Abstract

The effects of glycosylation followed by limited hydrolysis on the structural and functional properties of soybean protein isolate (SPI) were investigated. SPI was glycosylated by transglutaminase (TGase) in the presence of oligochitosan to generate a glycosylated soybean protein isolate (GSPI) and then hydrolyzed using Alcalase to obtain hydrolysates with degree of hydrolysis (DH) of 1%, 2% and 4%. Structural properties were characterized using estimate of molecular weight distribution and circular dichroism (CD) spectra.

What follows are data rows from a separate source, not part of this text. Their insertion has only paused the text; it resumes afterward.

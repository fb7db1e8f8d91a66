/*!
Output of discovered switches. Image rendering is left to external tools reading these formats.
*/

use std::io::Write;

use serde::Serialize;
use thiserror::Error;

use crate::network::{graph::TopologyGraph, switch::Switch};

#[derive(Debug, Error)]
pub enum RenderError {
    #[error("Failed to write output: {0}")]
    Io(#[from] std::io::Error),
    #[error("Failed to serialize topology: {0}")]
    Json(#[from] serde_json::Error),
}

pub trait TopologyRenderer {
    fn render(&self, switches: &[Switch], out: &mut dyn Write) -> Result<(), RenderError>;
}

/// Pretty-printed JSON of the switch model.
pub struct JsonRenderer;

#[derive(Serialize)]
struct JsonDocument<'a> {
    switches: &'a [Switch],
}

impl TopologyRenderer for JsonRenderer {
    fn render(&self, switches: &[Switch], out: &mut dyn Write) -> Result<(), RenderError> {
        serde_json::to_writer_pretty(&mut *out, &JsonDocument { switches })?;
        writeln!(out)?;
        Ok(())
    }
}

/// Graphviz DOT of the topology graph.
#[derive(Debug, Clone, Copy, Default)]
pub struct DotRenderer {
    pub skip_empty_ports: bool,
}

impl TopologyRenderer for DotRenderer {
    fn render(&self, switches: &[Switch], out: &mut dyn Write) -> Result<(), RenderError> {
        let graph = TopologyGraph::build_new(switches, self.skip_empty_ports);
        out.write_all(graph.to_dot().as_bytes())?;
        Ok(())
    }
}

Electrophoresis analysis revealed that GSPI contains peptide polymers, and its hydrolysates exhibit broad molecular weight distributions. CD analysis indicated more flexible structure for GSPI compared to SPI, and the following limited hydrolysis of GSPI induces even more flexible structure on its hydrolysates. GSPI showed significant increase in the apparent viscosity at the shear rate of 0.1–10/s. Emulsion stability of GSPI also increased by 33.9% than that of SPI. Hydrolysates from GSPI, especially for DH of 4%, showed significantly improved emulsifying activity index, increasing by 39.2% compared to SPI. The hydrolysates also showed notably enhanced antioxidant activities, namely, DPPH radical-scavenging ability and reducing power. These results revealed that TGase-induced glycosylation and further limited hydrolysis may have potential for creating food ingredients with improved functional properties.